Return all the lines below, exactly as they read.
Data to examine section start
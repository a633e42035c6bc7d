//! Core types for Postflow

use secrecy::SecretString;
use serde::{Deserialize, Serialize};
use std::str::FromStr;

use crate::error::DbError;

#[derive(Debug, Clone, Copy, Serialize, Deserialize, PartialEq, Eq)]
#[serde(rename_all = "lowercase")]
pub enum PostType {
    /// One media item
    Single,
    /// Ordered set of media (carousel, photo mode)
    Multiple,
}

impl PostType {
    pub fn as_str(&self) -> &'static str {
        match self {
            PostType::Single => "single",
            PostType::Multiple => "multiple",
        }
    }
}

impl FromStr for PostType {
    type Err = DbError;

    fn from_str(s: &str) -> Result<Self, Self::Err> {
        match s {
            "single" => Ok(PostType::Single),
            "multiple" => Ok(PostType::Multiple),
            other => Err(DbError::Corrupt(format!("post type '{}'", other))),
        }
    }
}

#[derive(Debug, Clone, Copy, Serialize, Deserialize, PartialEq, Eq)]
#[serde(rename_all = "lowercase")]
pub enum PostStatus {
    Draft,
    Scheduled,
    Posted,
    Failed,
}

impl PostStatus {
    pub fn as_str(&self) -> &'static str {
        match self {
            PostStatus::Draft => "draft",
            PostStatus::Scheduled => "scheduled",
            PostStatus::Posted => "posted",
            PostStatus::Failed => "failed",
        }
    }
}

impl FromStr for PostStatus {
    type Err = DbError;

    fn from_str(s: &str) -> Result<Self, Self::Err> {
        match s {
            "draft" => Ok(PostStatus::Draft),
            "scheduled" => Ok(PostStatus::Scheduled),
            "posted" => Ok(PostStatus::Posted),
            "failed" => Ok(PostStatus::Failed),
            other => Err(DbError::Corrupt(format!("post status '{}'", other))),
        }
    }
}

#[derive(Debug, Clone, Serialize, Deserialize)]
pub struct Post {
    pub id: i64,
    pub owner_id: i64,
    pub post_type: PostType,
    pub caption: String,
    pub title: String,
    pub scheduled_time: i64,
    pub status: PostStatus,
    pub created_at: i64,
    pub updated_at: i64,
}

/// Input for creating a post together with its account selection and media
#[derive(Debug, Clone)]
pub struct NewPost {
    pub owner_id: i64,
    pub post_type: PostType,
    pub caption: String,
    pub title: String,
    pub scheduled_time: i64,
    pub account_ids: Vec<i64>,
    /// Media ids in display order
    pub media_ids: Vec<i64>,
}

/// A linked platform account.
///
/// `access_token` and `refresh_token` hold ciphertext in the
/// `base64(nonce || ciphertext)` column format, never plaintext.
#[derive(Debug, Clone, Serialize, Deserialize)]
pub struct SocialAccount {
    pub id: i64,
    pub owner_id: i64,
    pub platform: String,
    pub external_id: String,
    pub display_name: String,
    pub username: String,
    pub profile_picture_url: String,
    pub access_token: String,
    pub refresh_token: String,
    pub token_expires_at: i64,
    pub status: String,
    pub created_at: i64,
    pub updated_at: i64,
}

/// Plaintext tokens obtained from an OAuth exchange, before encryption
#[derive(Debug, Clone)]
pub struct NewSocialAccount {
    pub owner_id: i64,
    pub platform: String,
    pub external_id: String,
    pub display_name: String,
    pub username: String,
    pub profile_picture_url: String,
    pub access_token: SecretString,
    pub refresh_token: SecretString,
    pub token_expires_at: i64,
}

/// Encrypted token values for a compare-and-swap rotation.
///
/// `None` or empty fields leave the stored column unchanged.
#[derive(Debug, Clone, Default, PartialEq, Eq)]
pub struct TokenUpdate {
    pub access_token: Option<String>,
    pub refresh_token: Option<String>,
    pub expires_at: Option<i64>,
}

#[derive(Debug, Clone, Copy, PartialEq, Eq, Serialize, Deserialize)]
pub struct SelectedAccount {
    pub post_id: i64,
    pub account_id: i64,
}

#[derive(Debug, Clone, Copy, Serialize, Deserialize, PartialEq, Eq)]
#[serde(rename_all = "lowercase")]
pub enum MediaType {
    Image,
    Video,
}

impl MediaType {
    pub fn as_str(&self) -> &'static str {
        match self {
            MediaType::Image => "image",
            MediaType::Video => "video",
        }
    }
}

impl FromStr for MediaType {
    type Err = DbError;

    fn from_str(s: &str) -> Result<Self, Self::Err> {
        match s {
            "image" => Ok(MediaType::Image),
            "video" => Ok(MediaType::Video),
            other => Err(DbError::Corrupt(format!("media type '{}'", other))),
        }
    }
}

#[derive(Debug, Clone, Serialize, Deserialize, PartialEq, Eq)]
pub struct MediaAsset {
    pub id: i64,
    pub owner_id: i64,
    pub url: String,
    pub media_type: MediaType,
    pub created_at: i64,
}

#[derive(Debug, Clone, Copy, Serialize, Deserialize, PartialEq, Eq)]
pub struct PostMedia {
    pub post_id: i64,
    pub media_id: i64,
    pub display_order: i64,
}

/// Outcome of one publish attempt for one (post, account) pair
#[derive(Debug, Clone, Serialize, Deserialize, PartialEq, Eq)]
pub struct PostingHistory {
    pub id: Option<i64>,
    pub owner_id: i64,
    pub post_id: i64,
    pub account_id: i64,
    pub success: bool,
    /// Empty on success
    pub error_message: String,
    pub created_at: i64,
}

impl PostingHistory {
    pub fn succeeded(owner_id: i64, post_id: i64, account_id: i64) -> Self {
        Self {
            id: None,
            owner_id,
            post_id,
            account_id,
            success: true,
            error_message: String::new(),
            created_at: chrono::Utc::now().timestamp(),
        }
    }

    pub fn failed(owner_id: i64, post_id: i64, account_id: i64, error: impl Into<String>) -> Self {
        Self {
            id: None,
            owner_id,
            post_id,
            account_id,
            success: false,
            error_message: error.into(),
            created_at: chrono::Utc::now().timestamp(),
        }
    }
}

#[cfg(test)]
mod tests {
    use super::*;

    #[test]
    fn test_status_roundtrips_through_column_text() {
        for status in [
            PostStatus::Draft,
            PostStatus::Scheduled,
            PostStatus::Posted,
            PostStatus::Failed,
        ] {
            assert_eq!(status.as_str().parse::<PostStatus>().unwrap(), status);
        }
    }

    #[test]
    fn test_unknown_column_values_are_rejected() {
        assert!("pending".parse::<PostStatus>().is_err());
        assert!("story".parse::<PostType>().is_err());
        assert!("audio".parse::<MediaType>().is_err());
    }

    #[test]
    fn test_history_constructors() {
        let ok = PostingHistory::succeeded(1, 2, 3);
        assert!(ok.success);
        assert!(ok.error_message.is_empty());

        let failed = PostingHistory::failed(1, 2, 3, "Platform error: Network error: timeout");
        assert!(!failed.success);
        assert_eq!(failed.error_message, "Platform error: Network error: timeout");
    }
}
Data to examine section end
▸ **Solution for this exercise**:
repository a633e42035c6bc7d
//! Core types for Postflow

use secrecy::SecretString;
use serde::{Deserialize, Serialize};
use std::str::FromStr;

use crate::error::DbError;

#[derive(Debug, Clone, Copy, Serialize, Deserialize, PartialEq, Eq)]
#[serde(rename_all = "lowercase")]
pub enum PostType {
    /// One media item
    Single,
    /// Ordered set of media (carousel, photo mode)
    Multiple,
}

impl PostType {
    pub fn as_str(&self) -> &'static str {
        match self {
            PostType::Single => "single",
            PostType::Multiple => "multiple",
        }
    }
}

impl FromStr for PostType {
    type Err = DbError;

    fn from_str(s: &str) -> Result<Self, Self::Err> {
        match s {
            "single" => Ok(PostType::Single),
            "multiple" => Ok(PostType::Multiple),
            other => Err(DbError::Corrupt(format!("post type '{}'", other))),
        }
    }
}

#[derive(Debug, Clone, Copy, Serialize, Deserialize, PartialEq, Eq)]
#[serde(rename_all = "lowercase")]
pub enum PostStatus {
    Draft,
    Scheduled,
    Posted,
    Failed,
}

impl PostStatus {
    pub fn as_str(&self) -> &'static str {
        match self {
            PostStatus::Draft => "draft",
            PostStatus::Scheduled => "scheduled",
            PostStatus::Posted => "posted",
            PostStatus::Failed => "failed",
        }
    }
}

impl FromStr for PostStatus {
    type Err = DbError;

    fn from_str(s: &str) -> Result<Self, Self::Err> {
        match s {
            "draft" => Ok(PostStatus::Draft),
            "scheduled" => Ok(PostStatus::Scheduled),
            "posted" => Ok(PostStatus::Posted),
            "failed" => Ok(PostStatus::Failed),
            other => Err(DbError::Corrupt(format!("post status '{}'", other))),
        }
    }
}

#[derive(Debug, Clone, Serialize, Deserialize)]
pub struct Post {
    pub id: i64,
    pub owner_id: i64,
    pub post_type: PostType,
    pub caption: String,
    pub title: String,
    pub scheduled_time: i64,
    pub status: PostStatus,
    pub created_at: i64,
    pub updated_at: i64,
}

/// Input for creating a post together with its account selection and media
#[derive(Debug, Clone)]
pub struct NewPost {
    pub owner_id: i64,
    pub post_type: PostType,
    pub caption: String,
    pub title: String,
    pub scheduled_time: i64,
    pub account_ids: Vec<i64>,
    /// Media ids in display order
    pub media_ids: Vec<i64>,
}

/// A linked platform account.
///
/// `access_token` and `refresh_token` hold ciphertext in the
/// `base64(nonce || ciphertext)` column format, never plaintext.
#[derive(Debug, Clone, Serialize, Deserialize)]
pub struct SocialAccount {
    pub id: i64,
    pub owner_id: i64,
    pub platform: String,
    pub external_id: String,
    pub display_name: String,
    pub username: String,
    pub profile_picture_url: String,
    pub access_token: String,
    pub refresh_token: String,
    pub token_expires_at: i64,
    pub status: String,
    pub created_at: i64,
    pub updated_at: i64,
}

/// Plaintext tokens obtained from an OAuth exchange, before encryption
#[derive(Debug, Clone)]
pub struct NewSocialAccount {
    pub owner_id: i64,
    pub platform: String,
    pub external_id: String,
    pub display_name: String,
    pub username: String,
    pub profile_picture_url: String,
    pub access_token: SecretString,
    pub refresh_token: SecretString,
    pub token_expires_at: i64,
}

/// Encrypted token values for a compare-and-swap rotation.
///
/// `None` or empty fields leave the stored column unchanged.
#[derive(Debug, Clone, Default, PartialEq, Eq)]
pub struct TokenUpdate {
    pub access_token: Option<String>,
    pub refresh_token: Option<String>,
    pub expires_at: Option<i64>,
}

#[derive(Debug, Clone, Copy, PartialEq, Eq, Serialize, Deserialize)]
pub struct SelectedAccount {
    pub post_id: i64,
    pub account_id: i64,
}

#[derive(Debug, Clone, Copy, Serialize, Deserialize, PartialEq, Eq)]
#[serde(rename_all = "lowercase")]
pub enum MediaType {
    Image,
    Video,
}

impl MediaType {
    pub fn as_str(&self) -> &'static str {
        match self {
            MediaType::Image => "image",
            MediaType::Video => "video",
        }
    }
}

impl FromStr for MediaType {
    type Err = DbError;

    fn from_str(s: &str) -> Result<Self, Self::Err> {
        match s {
            "image" => Ok(MediaType::Image),
            "video" => Ok(MediaType::Video),
            other => Err(DbError::Corrupt(format!("media type '{}'", other))),
        }
    }
}

#[derive(Debug, Clone, Serialize, Deserialize, PartialEq, Eq)]
pub struct MediaAsset {
    pub id: i64,
    pub owner_id: i64,
    pub url: String,
    pub media_type: MediaType,
    pub created_at: i64,
}

#[derive(Debug, Clone, Copy, Serialize, Deserialize, PartialEq, Eq)]
pub struct PostMedia {
    pub post_id: i64,
    pub media_id: i64,
    pub display_order: i64,
}

/// Outcome of one publish attempt for one (post, account) pair
#[derive(Debug, Clone, Serialize, Deserialize, PartialEq, Eq)]
pub struct PostingHistory {
    pub id: Option<i64>,
    pub owner_id: i64,
    pub post_id: i64,
    pub account_id: i64,
    pub success: bool,
    /// Empty on success
    pub error_message: String,
    pub created_at: i64,
}

impl PostingHistory {
    pub fn succeeded(owner_id: i64, post_id: i64, account_id: i64) -> Self {
        Self {
            id: None,
            owner_id,
            post_id,
            account_id,
            success: true,
            error_message: String::new(),
            created_at: chrono::Utc::now().timestamp(),
        }
    }

    pub fn failed(owner_id: i64, post_id: i64, account_id: i64, error: impl Into<String>) -> Self {
        Self {
            id: None,
            owner_id,
            post_id,
            account_id,
            success: false,
            error_message: error.into(),
            created_at: chrono::Utc::now().timestamp(),
        }
    }
}

#[cfg(test)]
mod tests {
    use super::*;

    #[test]
    fn test_status_roundtrips_through_column_text() {
        for status in [
            PostStatus::Draft,
            PostStatus::Scheduled,
            PostStatus::Posted,
            PostStatus::Failed,
        ] {
            assert_eq!(status.as_str().parse::<PostStatus>().unwrap(), status);
        }
    }

    #[test]
    fn test_unknown_column_values_are_rejected() {
        assert!("pending".parse::<PostStatus>().is_err());
        assert!("story".parse::<PostType>().is_err());
        assert!("audio".parse::<MediaType>().is_err());
    }

    #[test]
    fn test_history_constructors() {
        let ok = PostingHistory::succeeded(1, 2, 3);
        assert!(ok.success);
        assert!(ok.error_message.is_empty());

        let failed = PostingHistory::failed(1, 2, 3, "Platform error: Network error: timeout");
        assert!(!failed.success);
        assert_eq!(failed.error_message, "Platform error: Network error: timeout");
    }
}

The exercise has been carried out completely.